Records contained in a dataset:
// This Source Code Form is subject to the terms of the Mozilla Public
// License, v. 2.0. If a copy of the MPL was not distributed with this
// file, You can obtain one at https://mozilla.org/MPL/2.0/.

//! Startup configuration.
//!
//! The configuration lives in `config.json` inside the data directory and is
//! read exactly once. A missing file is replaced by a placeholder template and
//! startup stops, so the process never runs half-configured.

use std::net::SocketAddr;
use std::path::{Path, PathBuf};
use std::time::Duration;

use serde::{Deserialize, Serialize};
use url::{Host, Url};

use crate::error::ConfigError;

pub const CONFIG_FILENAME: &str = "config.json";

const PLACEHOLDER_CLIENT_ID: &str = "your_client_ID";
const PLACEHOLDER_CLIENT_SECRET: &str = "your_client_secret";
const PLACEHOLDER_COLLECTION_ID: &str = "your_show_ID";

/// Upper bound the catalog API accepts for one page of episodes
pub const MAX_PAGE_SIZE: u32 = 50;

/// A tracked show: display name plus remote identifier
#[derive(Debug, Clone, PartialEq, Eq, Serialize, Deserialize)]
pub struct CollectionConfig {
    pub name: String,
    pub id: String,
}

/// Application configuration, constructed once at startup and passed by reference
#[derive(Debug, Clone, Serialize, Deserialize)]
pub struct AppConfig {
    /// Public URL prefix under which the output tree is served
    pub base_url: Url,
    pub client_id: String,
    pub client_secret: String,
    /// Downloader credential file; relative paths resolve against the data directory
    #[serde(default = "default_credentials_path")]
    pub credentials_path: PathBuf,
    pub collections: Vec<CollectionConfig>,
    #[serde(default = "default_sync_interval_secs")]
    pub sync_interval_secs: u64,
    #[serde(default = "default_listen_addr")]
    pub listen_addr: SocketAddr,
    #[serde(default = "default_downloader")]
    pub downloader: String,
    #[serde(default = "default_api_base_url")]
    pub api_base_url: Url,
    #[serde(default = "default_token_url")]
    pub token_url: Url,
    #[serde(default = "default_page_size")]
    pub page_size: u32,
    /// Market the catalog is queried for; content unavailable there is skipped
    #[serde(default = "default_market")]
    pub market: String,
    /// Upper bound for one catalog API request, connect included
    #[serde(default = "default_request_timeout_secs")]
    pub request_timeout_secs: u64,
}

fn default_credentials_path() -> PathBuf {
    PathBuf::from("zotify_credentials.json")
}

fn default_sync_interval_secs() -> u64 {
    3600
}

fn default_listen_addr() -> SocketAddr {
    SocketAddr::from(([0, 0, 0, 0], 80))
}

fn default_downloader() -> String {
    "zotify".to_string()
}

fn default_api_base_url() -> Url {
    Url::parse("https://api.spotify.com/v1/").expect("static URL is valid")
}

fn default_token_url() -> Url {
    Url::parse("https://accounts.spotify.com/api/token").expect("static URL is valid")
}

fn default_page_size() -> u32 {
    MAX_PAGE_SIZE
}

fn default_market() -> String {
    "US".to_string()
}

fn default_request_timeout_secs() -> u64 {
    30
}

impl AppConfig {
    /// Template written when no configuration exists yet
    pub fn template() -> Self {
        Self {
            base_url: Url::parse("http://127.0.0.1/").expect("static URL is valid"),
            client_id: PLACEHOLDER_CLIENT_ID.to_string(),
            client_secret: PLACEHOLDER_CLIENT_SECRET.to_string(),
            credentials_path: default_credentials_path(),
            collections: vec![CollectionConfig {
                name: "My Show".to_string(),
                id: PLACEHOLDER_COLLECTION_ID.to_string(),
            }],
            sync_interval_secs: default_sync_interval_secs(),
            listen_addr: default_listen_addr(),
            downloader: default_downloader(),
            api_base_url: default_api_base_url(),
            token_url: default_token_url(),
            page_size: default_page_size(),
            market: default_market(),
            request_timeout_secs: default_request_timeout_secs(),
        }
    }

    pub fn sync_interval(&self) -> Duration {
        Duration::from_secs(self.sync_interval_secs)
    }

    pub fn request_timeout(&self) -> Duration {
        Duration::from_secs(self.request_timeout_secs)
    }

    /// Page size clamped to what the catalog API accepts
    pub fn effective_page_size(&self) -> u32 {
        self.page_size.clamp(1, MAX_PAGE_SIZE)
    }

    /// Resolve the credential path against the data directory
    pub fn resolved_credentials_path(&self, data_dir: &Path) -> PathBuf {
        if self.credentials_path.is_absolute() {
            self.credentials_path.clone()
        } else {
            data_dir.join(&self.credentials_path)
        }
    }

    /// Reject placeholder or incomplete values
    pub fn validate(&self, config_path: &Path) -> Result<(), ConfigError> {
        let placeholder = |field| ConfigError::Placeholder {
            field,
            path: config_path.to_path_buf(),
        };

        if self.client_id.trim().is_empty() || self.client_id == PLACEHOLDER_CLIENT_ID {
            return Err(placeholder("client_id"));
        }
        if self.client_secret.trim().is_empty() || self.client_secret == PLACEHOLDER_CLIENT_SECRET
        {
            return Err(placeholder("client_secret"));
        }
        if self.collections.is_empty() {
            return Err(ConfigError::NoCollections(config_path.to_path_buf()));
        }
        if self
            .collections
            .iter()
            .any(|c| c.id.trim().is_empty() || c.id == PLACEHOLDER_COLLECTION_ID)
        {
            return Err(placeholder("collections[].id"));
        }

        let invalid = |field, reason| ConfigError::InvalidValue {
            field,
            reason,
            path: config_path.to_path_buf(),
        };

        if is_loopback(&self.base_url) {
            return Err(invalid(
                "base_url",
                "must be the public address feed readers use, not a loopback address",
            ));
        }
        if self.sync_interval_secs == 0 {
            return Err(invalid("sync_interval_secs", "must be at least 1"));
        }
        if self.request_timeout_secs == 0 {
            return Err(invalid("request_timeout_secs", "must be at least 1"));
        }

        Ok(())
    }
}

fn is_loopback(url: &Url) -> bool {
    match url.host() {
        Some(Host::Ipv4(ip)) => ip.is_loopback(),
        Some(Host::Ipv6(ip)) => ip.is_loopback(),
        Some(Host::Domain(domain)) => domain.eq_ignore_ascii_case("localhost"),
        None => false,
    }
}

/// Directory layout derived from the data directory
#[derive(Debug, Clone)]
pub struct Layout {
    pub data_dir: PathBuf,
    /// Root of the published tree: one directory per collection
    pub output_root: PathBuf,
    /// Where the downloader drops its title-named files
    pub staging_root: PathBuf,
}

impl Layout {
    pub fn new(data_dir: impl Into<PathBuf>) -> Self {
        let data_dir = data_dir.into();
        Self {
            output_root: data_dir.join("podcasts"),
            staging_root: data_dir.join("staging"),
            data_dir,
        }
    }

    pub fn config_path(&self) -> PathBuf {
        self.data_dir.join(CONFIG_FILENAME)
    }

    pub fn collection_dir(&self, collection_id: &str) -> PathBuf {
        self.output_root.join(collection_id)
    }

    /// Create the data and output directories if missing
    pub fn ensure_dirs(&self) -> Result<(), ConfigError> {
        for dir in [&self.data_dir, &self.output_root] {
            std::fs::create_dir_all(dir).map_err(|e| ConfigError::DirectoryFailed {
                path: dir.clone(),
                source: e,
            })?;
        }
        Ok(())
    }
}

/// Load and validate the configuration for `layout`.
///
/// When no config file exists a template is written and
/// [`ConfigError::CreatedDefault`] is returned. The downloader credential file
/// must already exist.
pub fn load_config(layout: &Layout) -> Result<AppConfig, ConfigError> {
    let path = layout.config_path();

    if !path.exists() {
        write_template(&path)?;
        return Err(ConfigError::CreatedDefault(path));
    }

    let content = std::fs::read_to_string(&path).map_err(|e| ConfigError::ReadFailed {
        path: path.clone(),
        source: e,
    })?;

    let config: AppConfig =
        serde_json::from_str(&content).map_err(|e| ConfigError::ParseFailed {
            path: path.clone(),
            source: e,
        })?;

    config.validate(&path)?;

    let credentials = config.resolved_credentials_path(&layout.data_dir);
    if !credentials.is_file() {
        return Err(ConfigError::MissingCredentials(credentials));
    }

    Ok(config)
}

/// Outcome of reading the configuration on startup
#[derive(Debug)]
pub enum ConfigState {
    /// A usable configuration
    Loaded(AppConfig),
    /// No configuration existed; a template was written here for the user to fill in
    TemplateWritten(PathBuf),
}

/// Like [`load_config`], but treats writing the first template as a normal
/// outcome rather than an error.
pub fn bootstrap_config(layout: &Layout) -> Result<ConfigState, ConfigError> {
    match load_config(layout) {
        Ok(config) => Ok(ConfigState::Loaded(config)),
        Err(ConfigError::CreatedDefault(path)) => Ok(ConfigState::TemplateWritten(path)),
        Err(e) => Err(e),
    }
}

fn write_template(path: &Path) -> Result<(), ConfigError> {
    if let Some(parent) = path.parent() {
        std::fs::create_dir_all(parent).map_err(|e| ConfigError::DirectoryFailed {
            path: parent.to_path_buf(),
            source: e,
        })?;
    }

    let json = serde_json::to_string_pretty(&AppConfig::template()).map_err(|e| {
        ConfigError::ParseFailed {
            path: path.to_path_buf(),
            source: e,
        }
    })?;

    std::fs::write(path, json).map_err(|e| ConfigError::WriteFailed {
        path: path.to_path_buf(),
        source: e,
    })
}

* * *

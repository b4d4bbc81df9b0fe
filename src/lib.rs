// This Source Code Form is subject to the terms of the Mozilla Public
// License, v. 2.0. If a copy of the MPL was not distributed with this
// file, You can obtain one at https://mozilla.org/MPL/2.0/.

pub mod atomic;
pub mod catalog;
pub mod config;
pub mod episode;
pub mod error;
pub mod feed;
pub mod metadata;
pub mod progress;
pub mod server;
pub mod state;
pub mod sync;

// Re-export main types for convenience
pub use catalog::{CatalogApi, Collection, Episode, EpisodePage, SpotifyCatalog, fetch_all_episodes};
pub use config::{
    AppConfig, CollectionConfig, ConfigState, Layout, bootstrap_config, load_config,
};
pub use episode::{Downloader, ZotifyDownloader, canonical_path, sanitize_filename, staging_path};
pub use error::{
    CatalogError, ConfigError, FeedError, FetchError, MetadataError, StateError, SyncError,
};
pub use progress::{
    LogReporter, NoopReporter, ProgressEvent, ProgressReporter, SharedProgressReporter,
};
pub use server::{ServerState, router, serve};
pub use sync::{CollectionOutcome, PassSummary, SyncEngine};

---

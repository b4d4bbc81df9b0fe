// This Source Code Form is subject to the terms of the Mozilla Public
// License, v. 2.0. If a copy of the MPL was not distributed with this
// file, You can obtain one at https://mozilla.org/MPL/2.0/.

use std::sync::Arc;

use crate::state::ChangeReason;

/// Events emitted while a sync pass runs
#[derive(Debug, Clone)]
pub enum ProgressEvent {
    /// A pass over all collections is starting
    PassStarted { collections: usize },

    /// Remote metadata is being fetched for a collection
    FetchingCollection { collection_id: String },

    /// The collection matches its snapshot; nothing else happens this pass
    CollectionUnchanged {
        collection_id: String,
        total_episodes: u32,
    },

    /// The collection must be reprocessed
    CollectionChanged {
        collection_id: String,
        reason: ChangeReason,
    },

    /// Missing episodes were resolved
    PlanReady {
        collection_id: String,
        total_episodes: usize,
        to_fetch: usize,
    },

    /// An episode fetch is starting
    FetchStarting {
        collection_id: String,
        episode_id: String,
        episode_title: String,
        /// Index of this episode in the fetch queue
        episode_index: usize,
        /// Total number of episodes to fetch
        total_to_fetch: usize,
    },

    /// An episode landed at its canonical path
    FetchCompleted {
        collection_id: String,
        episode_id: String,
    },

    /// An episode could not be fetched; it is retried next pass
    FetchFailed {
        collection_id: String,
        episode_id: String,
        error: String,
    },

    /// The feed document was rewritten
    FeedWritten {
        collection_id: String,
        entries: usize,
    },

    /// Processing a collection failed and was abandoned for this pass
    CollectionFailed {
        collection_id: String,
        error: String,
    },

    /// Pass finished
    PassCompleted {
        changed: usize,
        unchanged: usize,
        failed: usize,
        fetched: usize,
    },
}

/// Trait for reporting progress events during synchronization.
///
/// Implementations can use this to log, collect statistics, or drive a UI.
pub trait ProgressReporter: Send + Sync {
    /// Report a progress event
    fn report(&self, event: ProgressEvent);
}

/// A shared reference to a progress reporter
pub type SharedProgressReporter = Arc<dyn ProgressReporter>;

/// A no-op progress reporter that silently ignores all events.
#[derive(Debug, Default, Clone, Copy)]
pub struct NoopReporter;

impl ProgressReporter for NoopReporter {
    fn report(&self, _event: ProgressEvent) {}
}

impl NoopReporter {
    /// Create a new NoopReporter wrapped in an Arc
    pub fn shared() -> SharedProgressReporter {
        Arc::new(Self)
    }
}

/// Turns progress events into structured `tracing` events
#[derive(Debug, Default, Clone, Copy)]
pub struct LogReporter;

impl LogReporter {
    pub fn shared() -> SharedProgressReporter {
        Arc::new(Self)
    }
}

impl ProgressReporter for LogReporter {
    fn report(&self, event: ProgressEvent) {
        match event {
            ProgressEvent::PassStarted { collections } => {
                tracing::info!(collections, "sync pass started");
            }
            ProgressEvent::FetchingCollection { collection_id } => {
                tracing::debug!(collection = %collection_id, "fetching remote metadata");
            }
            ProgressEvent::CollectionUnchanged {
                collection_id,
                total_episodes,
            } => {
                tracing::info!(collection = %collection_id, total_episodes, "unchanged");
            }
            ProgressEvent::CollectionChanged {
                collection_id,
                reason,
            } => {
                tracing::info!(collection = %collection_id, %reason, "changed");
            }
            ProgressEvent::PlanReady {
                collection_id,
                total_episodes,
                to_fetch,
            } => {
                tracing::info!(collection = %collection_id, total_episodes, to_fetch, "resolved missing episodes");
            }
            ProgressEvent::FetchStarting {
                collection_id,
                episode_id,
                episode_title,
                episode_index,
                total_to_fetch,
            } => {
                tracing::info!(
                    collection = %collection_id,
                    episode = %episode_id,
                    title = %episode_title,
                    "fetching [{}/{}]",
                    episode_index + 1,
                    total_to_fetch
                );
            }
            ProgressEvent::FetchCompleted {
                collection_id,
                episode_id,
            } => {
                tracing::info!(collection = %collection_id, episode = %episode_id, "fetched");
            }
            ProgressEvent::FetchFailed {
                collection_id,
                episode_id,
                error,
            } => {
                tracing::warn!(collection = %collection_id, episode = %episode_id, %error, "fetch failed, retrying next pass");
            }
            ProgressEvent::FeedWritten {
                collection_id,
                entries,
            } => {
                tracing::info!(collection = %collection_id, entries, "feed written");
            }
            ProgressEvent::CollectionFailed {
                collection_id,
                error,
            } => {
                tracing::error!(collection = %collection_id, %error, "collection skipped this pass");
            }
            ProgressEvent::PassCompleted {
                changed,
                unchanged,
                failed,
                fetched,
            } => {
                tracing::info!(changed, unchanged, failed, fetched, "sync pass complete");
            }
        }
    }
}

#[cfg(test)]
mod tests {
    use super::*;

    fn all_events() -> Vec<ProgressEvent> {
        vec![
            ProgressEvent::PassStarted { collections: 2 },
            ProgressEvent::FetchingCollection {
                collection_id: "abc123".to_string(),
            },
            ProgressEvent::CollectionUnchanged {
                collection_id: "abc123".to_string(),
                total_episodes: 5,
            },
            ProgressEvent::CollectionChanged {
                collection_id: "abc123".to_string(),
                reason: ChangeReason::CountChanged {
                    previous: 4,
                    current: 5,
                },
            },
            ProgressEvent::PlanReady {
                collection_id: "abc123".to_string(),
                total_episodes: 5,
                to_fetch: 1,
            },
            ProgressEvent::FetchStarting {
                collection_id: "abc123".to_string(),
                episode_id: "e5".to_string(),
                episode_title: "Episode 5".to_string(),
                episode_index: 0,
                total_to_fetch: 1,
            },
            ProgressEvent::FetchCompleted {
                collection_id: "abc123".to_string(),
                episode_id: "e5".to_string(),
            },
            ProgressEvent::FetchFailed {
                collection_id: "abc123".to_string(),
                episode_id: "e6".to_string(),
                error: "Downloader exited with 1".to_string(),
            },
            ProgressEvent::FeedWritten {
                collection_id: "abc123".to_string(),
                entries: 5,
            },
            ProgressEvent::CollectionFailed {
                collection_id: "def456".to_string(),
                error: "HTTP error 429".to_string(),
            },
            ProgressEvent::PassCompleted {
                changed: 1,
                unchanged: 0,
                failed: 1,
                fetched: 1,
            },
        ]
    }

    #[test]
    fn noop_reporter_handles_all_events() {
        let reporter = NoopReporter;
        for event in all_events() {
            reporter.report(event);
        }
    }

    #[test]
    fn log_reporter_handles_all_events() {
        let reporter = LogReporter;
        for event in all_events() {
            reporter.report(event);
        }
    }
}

AIM OF THE EXERCISE:
Among the records above, find the lines that contain "FetchingCollection" and copy every one.

EXERCISE ANSWER:
    FetchingCollection { collection_id: String },
            ProgressEvent::FetchingCollection { collection_id } => {
            ProgressEvent::FetchingCollection {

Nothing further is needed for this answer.